Take a last look around:

  • Water shut off?
  • Gas shut off?
  • Windows shut and locked?
  • Have you left anything?
  • Air-conditioning shut off?
  • House Locked?
  • Lights turned off?

At Your Destination

  • Contact the destination mover whose name appears on the forms signed as soon as possible and indicate where and how you can be reached.
  •  Make sure the house is ready to be occupied before the van arrives. If you have not already done so, contact the utility companies and make necessary arrangements for service to be turned on.
  •  Always be on hand to accept delivery of your household goods. Otherwise authorize an adult as your representative to accept delivery and pay the charges for you; be sure to let the mover know whom you have authorized for this responsibility. On the day of delivery, the van operator will attempt to contact you by phone and arrive at the residence if you are unable to be reached. If no one appears to accept the shipment within the waiting time, the goods will likely be placed in storage at the owner’s expense.

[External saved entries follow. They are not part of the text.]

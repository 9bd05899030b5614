//! NFA building and simulation.
//!
//! [`build`] compiles an [`Ast`] into a graph of arena nodes where every
//! path from the start node to the end node, consuming the labeled
//! transitions along the way, is exactly a match. Bounded repetitions
//! become counter nodes instead of unrolled copies: a single loop in the
//! graph plus a per-path iteration count carried by the simulation.
//!
//! The simulator tracks a set of `(node, counters)` pairs. Both halves
//! form the identity of a state: two paths can sit on the same node with
//! different outstanding loop counts (nested or overlapping repeats) and
//! must stay distinct. Counter nodes are resolved the moment they are
//! reached during closure and never persist in the active set.

use rustc_hash::FxHashSet;
use smallvec::SmallVec;

use crate::arena::{EdgeLabel, Node, NodeArena, NodeId};
use crate::ast::Ast;
use crate::repeat_limit;

/// Per-path loop iteration counts, keyed by counter-node id.
///
/// A sorted association list with structural equality and hashing, so it
/// can form half of a composite set key. Updates return a new set; the
/// lists stay tiny (one entry per *currently open* repeat on this path).
#[derive(Debug, Clone, PartialEq, Eq, Hash, Default)]
pub struct CounterSet(SmallVec<[(NodeId, usize); 2]>);

impl CounterSet {
    /// Iterations completed for `counter` on this path; 0 if the loop has
    /// not been entered.
    fn get(&self, counter: NodeId) -> usize {
        match self.0.binary_search_by_key(&counter, |&(id, _)| id) {
            Ok(i) => self.0[i].1,
            Err(_) => 0,
        }
    }

    /// Copy of this set with `counter` set to `count`.
    fn with(&self, counter: NodeId, count: usize) -> Self {
        let mut entries = self.0.clone();
        match entries.binary_search_by_key(&counter, |&(id, _)| id) {
            Ok(i) => entries[i].1 = count,
            Err(i) => entries.insert(i, (counter, count)),
        }
        CounterSet(entries)
    }

    /// Copy of this set with `counter` removed.
    fn without(&self, counter: NodeId) -> Self {
        let mut entries = self.0.clone();
        if let Ok(i) = entries.binary_search_by_key(&counter, |&(id, _)| id) {
            entries.remove(i);
        }
        CounterSet(entries)
    }

    /// No loop on this path is still open.
    fn is_empty(&self) -> bool {
        self.0.is_empty()
    }
}

/// One active simulation state: a graph position plus the open loop
/// counts of the path that reached it.
#[derive(Debug, Clone, PartialEq, Eq, Hash)]
struct SimState {
    node: NodeId,
    counters: CounterSet,
}

/// A compiled NFA: the owning arena plus its entry and accept nodes.
#[derive(Debug, Clone)]
pub struct Nfa {
    arena: NodeArena,
    start: NodeId,
    end: NodeId,
}

/// Compile an AST into an [`Nfa`].
pub fn build(ast: &Ast) -> Nfa {
    let mut arena = NodeArena::new();
    let start = arena.alloc();
    let end = arena.alloc();
    build_between(ast, &mut arena, start, end);
    Nfa { arena, start, end }
}

/// Build the sub-graph matching `ast` between `entry` and `exit`.
fn build_between(ast: &Ast, arena: &mut NodeArena, entry: NodeId, exit: NodeId) {
    match ast {
        Ast::Empty => arena.add_edge(entry, EdgeLabel::Epsilon, exit),
        Ast::Literal(c) => arena.add_edge(entry, EdgeLabel::Char(*c), exit),
        Ast::Dot => arena.add_edge(entry, EdgeLabel::Any, exit),
        Ast::Concat(left, right) => {
            let mid = arena.alloc();
            build_between(left, arena, entry, mid);
            build_between(right, arena, mid, exit);
        }
        Ast::Alternation(left, right) => {
            // Two parallel sub-graphs between the same pair of nodes.
            build_between(left, arena, entry, exit);
            build_between(right, arena, entry, exit);
        }
        Ast::Repeat { node, min, max } => {
            let limit = repeat_limit();
            let max = max.map_or(limit, |m| m.min(limit));
            let loop_entry = arena.alloc();
            let counter = arena.alloc_counter(loop_entry, exit, *min, max);
            build_between(node, arena, loop_entry, counter);
            arena.add_edge(entry, EdgeLabel::Epsilon, loop_entry);
            if *min == 0 {
                // Skip the loop entirely.
                arena.add_edge(entry, EdgeLabel::Epsilon, exit);
            }
        }
    }
}

impl Nfa {
    /// Whether the NFA matches the whole of `text`.
    pub fn full_match(&self, text: &str) -> bool {
        let mut active: FxHashSet<SimState> = FxHashSet::default();
        let mut work: Vec<SimState> = Vec::new();

        self.add_state(self.start, CounterSet::default(), &mut active, &mut work);
        self.close(&mut active, &mut work);

        for ch in text.chars() {
            let mut next: FxHashSet<SimState> = FxHashSet::default();
            for state in &active {
                let Node::Trans(edges) = &self.arena[state.node] else {
                    unreachable!("counter nodes are resolved during closure");
                };
                for &(label, dest) in edges.iter() {
                    let consumes = match label {
                        EdgeLabel::Char(c) => c == ch,
                        EdgeLabel::Any => true,
                        EdgeLabel::Epsilon => false,
                    };
                    if consumes {
                        self.add_state(dest, state.counters.clone(), &mut next, &mut work);
                    }
                }
            }
            active = next;
            self.close(&mut active, &mut work);
            if active.is_empty() {
                return false;
            }
        }

        // A live counter means an unfinished loop, which only happens on
        // paths that never reached a valid exit.
        active.contains(&SimState {
            node: self.end,
            counters: CounterSet::default(),
        })
    }

    /// Add a state to `set`, resolving counter nodes on the spot.
    ///
    /// A counter node never becomes a member of the set: reaching one
    /// completes an iteration of its loop, so it immediately forks into
    /// "go around again" (count bumped) and/or "leave the loop" (count
    /// dropped). Transition nodes are queued on `work` for epsilon
    /// expansion by [`close`](Self::close).
    fn add_state(
        &self,
        node: NodeId,
        counters: CounterSet,
        set: &mut FxHashSet<SimState>,
        work: &mut Vec<SimState>,
    ) {
        match self.arena[node] {
            Node::Counter {
                loop_entry,
                exit,
                min,
                max,
            } => {
                let new_count = counters.get(node) + 1;
                if new_count <= max {
                    self.add_state(loop_entry, counters.with(node, new_count), set, work);
                }
                if min <= new_count && new_count <= max {
                    // The counter is gone outside its own loop.
                    self.add_state(exit, counters.without(node), set, work);
                }
            }
            Node::Trans(_) => {
                let state = SimState { node, counters };
                if !set.contains(&state) {
                    set.insert(state.clone());
                    work.push(state);
                }
            }
        }
    }

    /// Epsilon/counter closure: drain `work`, following epsilon edges and
    /// resolving any counter node they lead to, until no new state turns
    /// up. Runs before the first character and after every consumed one.
    fn close(&self, set: &mut FxHashSet<SimState>, work: &mut Vec<SimState>) {
        while let Some(state) = work.pop() {
            let Node::Trans(edges) = &self.arena[state.node] else {
                unreachable!("only transition nodes are queued");
            };
            for &(label, dest) in edges.iter() {
                if label == EdgeLabel::Epsilon {
                    self.add_state(dest, state.counters.clone(), set, work);
                }
            }
        }
    }

    /// Number of nodes in the compiled graph.
    pub fn node_count(&self) -> usize {
        self.arena.len()
    }
}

  •  Check your household goods, as they are unloaded. If there is a change in the condition of the property from the inventory list description at the time of loading or if any items are missing, note any damage and/or missing items on the van operator’s copy of the inventory sheet. By signing the inventory sheet, you are acknowledging receipt of all items listed. Personally report any loss or damage to the moving company agent at the destination immediately.
  •  To save time and confusion, place a floor plan of your new home at the entrance for the movers to use, indicating where you want each piece of furniture to go.

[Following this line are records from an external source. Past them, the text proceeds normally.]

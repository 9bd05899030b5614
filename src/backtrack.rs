//! Backtracking matcher.
//!
//! Matches a text against an [`Ast`] directly, by enumerating every end
//! position reachable from a start position. The sequence is ordered
//! greedy-first: candidates that consumed more repetitions come before
//! shorter ones, and an alternation's left branch comes before its right.
//!
//! The sequence is always finite (repetition counts are clamped to the
//! configured repeat limit and the text is finite), so it is materialized
//! as a `Vec` rather than streamed. Matching never fails: any (AST, text)
//! pair produces a definite answer.

use rustc_hash::FxHashSet;

use crate::ast::Ast;
use crate::repeat_limit;

/// All end positions reachable by matching `ast` against `text` starting
/// at `start`, in greedy-first order.
pub fn match_ends(ast: &Ast, text: &[char], start: usize) -> Vec<usize> {
    match ast {
        Ast::Empty => vec![start],
        Ast::Literal(c) => match text.get(start) {
            Some(t) if t == c => vec![start + 1],
            _ => Vec::new(),
        },
        Ast::Dot => {
            if start < text.len() {
                vec![start + 1]
            } else {
                Vec::new()
            }
        }
        Ast::Concat(left, right) => match_concat(left, right, text, start),
        Ast::Alternation(left, right) => {
            // Left branch first; no dedup across branches, order matters.
            let mut ends = match_ends(left, text, start);
            ends.extend(match_ends(right, text, start));
            ends
        }
        Ast::Repeat { node, min, max } => match_repeat(node, *min, *max, text, start),
    }
}

/// `left` then `right`. Each distinct end position of `left` is expanded
/// through `right` once: a duplicate left end would only reproduce a
/// suffix sequence that is already in the output.
fn match_concat(left: &Ast, right: &Ast, text: &[char], start: usize) -> Vec<usize> {
    let mut seen: FxHashSet<usize> = FxHashSet::default();
    let mut ends = Vec::new();
    for mid in match_ends(left, text, start) {
        if seen.insert(mid) {
            ends.extend(match_ends(right, text, mid));
        }
    }
    ends
}

/// Between `min` and `max` repetitions of `node`, most repetitions first.
///
/// The frontier holds the positions reachable after exactly `reps`
/// repetitions. Each iteration is deduplicated internally, and positions
/// reached while `reps` is within `[min, max]` are emitted (once). The
/// loop stops early when an iteration discovers no position never seen
/// before: at that point the reachable set is closed and every emittable
/// position has been emitted, which is what terminates zero-width bodies
/// like `(a*)*` well before the clamped max.
fn match_repeat(
    node: &Ast,
    min: usize,
    max: Option<usize>,
    text: &[char],
    start: usize,
) -> Vec<usize> {
    let limit = repeat_limit();
    let max = max.map_or(limit, |m| m.min(limit));

    let mut output = Vec::new();
    let mut emitted: FxHashSet<usize> = FxHashSet::default();
    let mut reached: FxHashSet<usize> = FxHashSet::default();
    reached.insert(start);

    if min == 0 {
        output.push(start);
        emitted.insert(start);
    }

    let mut frontier = vec![start];
    for reps in 1..=max {
        let mut next = Vec::new();
        let mut next_seen: FxHashSet<usize> = FxHashSet::default();
        for &pos in &frontier {
            for end in match_ends(node, text, pos) {
                if next_seen.insert(end) {
                    next.push(end);
                }
            }
        }
        if next.is_empty() {
            break;
        }

        if reps >= min {
            for &end in &next {
                if emitted.insert(end) {
                    output.push(end);
                }
            }
        }

        let mut any_new = false;
        for &end in &next {
            any_new |= reached.insert(end);
        }
        if !any_new && reps >= min {
            break;
        }
        frontier = next;
    }

    // Discovery order is fewest repetitions first; the contract is the
    // reverse.
    output.reverse();
    output
}

/// Whether `ast` matches the whole of `text`.
///
/// Scans the full candidate sequence for an end equal to the text length,
/// so the answer agrees with the NFA backend even when the most-greedy
/// candidate overshoots (`(a|ab)b` on `"ab"`).
pub fn full_match(ast: &Ast, text: &str) -> bool {
    let chars: Vec<char> = text.chars().collect();
    match_ends(ast, &chars, 0).into_iter().any(|end| end == chars.len())
}
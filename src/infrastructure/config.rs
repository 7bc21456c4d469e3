//! Configuration management

use crate::domain::DateStyle;
use crate::error::{DiaryError, Result};
use chrono::{DateTime, Utc};
use serde::{Deserialize, Serialize};
use std::fs;
use std::path::Path;

/// Name of the per-diary metadata directory
pub const DIARY_DIR: &str = ".diary";

/// Preference slot the entry list is stored under unless configured otherwise
pub const DEFAULT_SLOT: &str = "diaryList";

#[derive(Debug, Clone, PartialEq, Eq, Serialize, Deserialize)]
pub struct Config {
    /// Preference slot holding the serialized entry list
    #[serde(default = "default_slot")]
    pub slot: String,
    #[serde(default)]
    pub date_style: DateStyle,
    pub created: DateTime<Utc>,
}

fn default_slot() -> String {
    DEFAULT_SLOT.to_string()
}

impl Default for Config {
    fn default() -> Self {
        Config {
            slot: default_slot(),
            date_style: DateStyle::default(),
            created: Utc::now(),
        }
    }
}

impl Config {
    pub fn new(slot: String, date_style: DateStyle) -> Self {
        Config {
            slot,
            date_style,
            created: Utc::now(),
        }
    }

    /// Load config from .diary/config.toml in the given directory
    pub fn load_from_dir(path: &Path) -> Result<Self> {
        let config_path = path.join(DIARY_DIR).join("config.toml");

        let contents = fs::read_to_string(&config_path).map_err(|e| {
            if e.kind() == std::io::ErrorKind::NotFound {
                DiaryError::NotDiaryDirectory(path.to_path_buf())
            } else {
                DiaryError::Io(e)
            }
        })?;

        let config: Config = toml::from_str(&contents)
            .map_err(|e| DiaryError::Config(format!("Failed to parse config.toml: {}", e)))?;
        config.validate()?;
        Ok(config)
    }

    /// Save config to .diary/config.toml in the given directory
    pub fn save_to_dir(&self, path: &Path) -> Result<()> {
        self.validate()?;

        let diary_dir = path.join(DIARY_DIR);
        if !diary_dir.exists() {
            fs::create_dir(&diary_dir)?;
        }

        let contents = toml::to_string_pretty(self)?;
        fs::write(diary_dir.join("config.toml"), contents)?;

        Ok(())
    }

    pub(crate) fn validate(&self) -> Result<()> {
        if self.slot.trim().is_empty() {
            return Err(DiaryError::Config(
                "slot must be a non-empty preference key".to_string(),
            ));
        }
        Ok(())
    }
}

  • Upon unloading, each piece of furniture should be placed as you direct. However, appliances and fixtures while placed may not necessarily be installed.
  • If you have not already done so, contact the utility companies and make necessary arrangements for service. Ask if any of them provides free appliance connection service.

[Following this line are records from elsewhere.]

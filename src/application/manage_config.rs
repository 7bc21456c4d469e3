//! Config management use case

use crate::domain::DateStyle;
use crate::error::{DiaryError, Result};
use crate::infrastructure::{Config, DiaryRepository, FileSystemRepository};
use std::str::FromStr;

const VALID_KEYS: &str = "slot, date_style, created";

/// Service for managing diary configuration
pub struct ConfigService {
    repository: FileSystemRepository,
}

impl ConfigService {
    pub fn new(repository: FileSystemRepository) -> Self {
        ConfigService { repository }
    }

    /// Get a single config value
    pub fn get(&self, key: &str) -> Result<String> {
        let config = self.repository.load_config()?;

        match key {
            "slot" => Ok(config.slot),
            "date_style" => Ok(config.date_style.name().to_string()),
            "created" => Ok(config.created.to_rfc3339()),
            _ => Err(DiaryError::Config(format!(
                "Unknown config key: '{}'. Valid keys are: {}",
                key, VALID_KEYS
            ))),
        }
    }

    /// Set a config value.
    ///
    /// Changing `slot` points the diary at another preference key; entries
    /// stored under the old key stay where they are.
    pub fn set(&self, key: &str, value: &str) -> Result<()> {
        let mut config = self.repository.load_config()?;

        match key {
            "slot" => config.slot = value.to_string(),
            "date_style" => {
                config.date_style = DateStyle::from_str(value).map_err(DiaryError::Config)?;
            }
            "created" => {
                return Err(DiaryError::Config(
                    "Cannot modify 'created' field (read-only)".to_string(),
                ));
            }
            _ => {
                return Err(DiaryError::Config(format!(
                    "Unknown config key: '{}'. Valid keys are: slot, date_style",
                    key
                )));
            }
        }

        self.repository.save_config(&config)?;
        log::info!("set config {} = {}", key, value);
        Ok(())
    }

    /// List all config values
    pub fn list(&self) -> Result<Config> {
        self.repository.load_config()
    }
}

#[cfg(test)]
mod tests {
    use super::*;
    use tempfile::TempDir;

    fn service() -> (TempDir, ConfigService) {
        let temp = TempDir::new().unwrap();
        let repo = FileSystemRepository::new(temp.path().to_path_buf());
        repo.initialize().unwrap();
        repo.save_config(&Config::default()).unwrap();
        (temp, ConfigService::new(repo))
    }

    #[test]
    fn test_get_defaults() {
        let (_temp, service) = service();
        assert_eq!(service.get("slot").unwrap(), "diaryList");
        assert_eq!(service.get("date_style").unwrap(), "iso");
        assert!(service.get("created").is_ok());
        assert!(service.get("mode").is_err());
    }

    #[test]
    fn test_set_date_style() {
        let (_temp, service) = service();
        service.set("date_style", "korean").unwrap();
        assert_eq!(service.get("date_style").unwrap(), "korean");

        assert!(service.set("date_style", "fancy").is_err());
    }

    #[test]
    fn test_set_slot() {
        let (_temp, service) = service();
        service.set("slot", "journal").unwrap();
        assert_eq!(service.list().unwrap().slot, "journal");

        assert!(service.set("slot", "").is_err());
        assert_eq!(service.get("slot").unwrap(), "journal");
    }

    #[test]
    fn test_created_is_read_only() {
        let (_temp, service) = service();
        let err = service.set("created", "2024-01-01T00:00:00Z").unwrap_err();
        assert!(err.to_string().contains("read-only"));
    }
}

  • Make arrangements for reinstallation of appliances.
  • Check with the post office for any mail being held and ask for delivery to start.
  • Keep all documents pertaining to your move in a safe place. You will need them for verification of moving expenses and for filing your income tax returns later in the year. For more information on tax-deductible moving expenses, consult an Accountant or Tax specialist.
  •  Have your medical and dental records transferred after selecting a family physician and dentist.
  •  Locate the selected schools. Take the children, introduce yourself and register them.
  •  You may want to select a Lawyer to discuss laws pertaining to your destination state, county and/or city. Be sure to cover such matters as wills, transfers of property and investments, insurance regulations, inheritance laws, taxes and the like. Most laws affect a family as soon as residence in the new state and city is established.